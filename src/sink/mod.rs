//! Terminal result persistence.
//!
//! The scheduler hands each [`ResolutionResult`] to a [`ResultSink`] exactly
//! once. Writes for different DOIs may arrive in any order and must not
//! interfere with each other.
//!
//! - [`MemorySink`] keeps results in memory (tests, library callers)
//! - [`SqliteSink`] stores them in the SQLite schema from `migrations/`

mod memory;
mod sqlite;

pub use memory::MemorySink;
pub use sqlite::SqliteSink;

use async_trait::async_trait;
use thiserror::Error;

use crate::db::DbError;
use crate::workflow::ResolutionResult;

/// Errors raised while recording results.
#[derive(Debug, Error)]
pub enum SinkError {
    /// A database query failed.
    #[error("database error: {0}")]
    Database(#[from] sqlx::Error),

    /// The database could not be opened.
    #[error(transparent)]
    Db(#[from] DbError),

    /// The sink cannot accept writes.
    #[error("result sink unavailable: {0}")]
    Unavailable(String),
}

/// Receives terminal results.
#[async_trait]
pub trait ResultSink: Send + Sync {
    /// Stores one result.
    ///
    /// # Errors
    ///
    /// Returns [`SinkError`] when the result could not be stored. The
    /// scheduler treats this as fatal for the run.
    async fn record(&self, result: &ResolutionResult) -> Result<(), SinkError>;
}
◆ ◆ ◆ ◆ ◆ ◆ ◆
What needs to be done -> The data must be printed verbatim, line by line.

Exercise response ->
filename src/sink/mod.rs
//! Terminal result persistence.
//!
//! The scheduler hands each [`ResolutionResult`] to a [`ResultSink`] exactly
//! once. Writes for different DOIs may arrive in any order and must not
//! interfere with each other.
//!
//! - [`MemorySink`] keeps results in memory (tests, library callers)
//! - [`SqliteSink`] stores them in the SQLite schema from `migrations/`

mod memory;
mod sqlite;

pub use memory::MemorySink;
pub use sqlite::SqliteSink;

use async_trait::async_trait;
use thiserror::Error;

use crate::db::DbError;
use crate::workflow::ResolutionResult;

/// Errors raised while recording results.
#[derive(Debug, Error)]
pub enum SinkError {
    /// A database query failed.
    #[error("database error: {0}")]
    Database(#[from] sqlx::Error),

    /// The database could not be opened.
    #[error(transparent)]
    Db(#[from] DbError),

    /// The sink cannot accept writes.
    #[error("result sink unavailable: {0}")]
    Unavailable(String),
}

/// Receives terminal results.
#[async_trait]
pub trait ResultSink: Send + Sync {
    /// Stores one result.
    ///
    /// # Errors
    ///
    /// Returns [`SinkError`] when the result could not be stored. The
    /// scheduler treats this as fatal for the run.
    async fn record(&self, result: &ResolutionResult) -> Result<(), SinkError>;
}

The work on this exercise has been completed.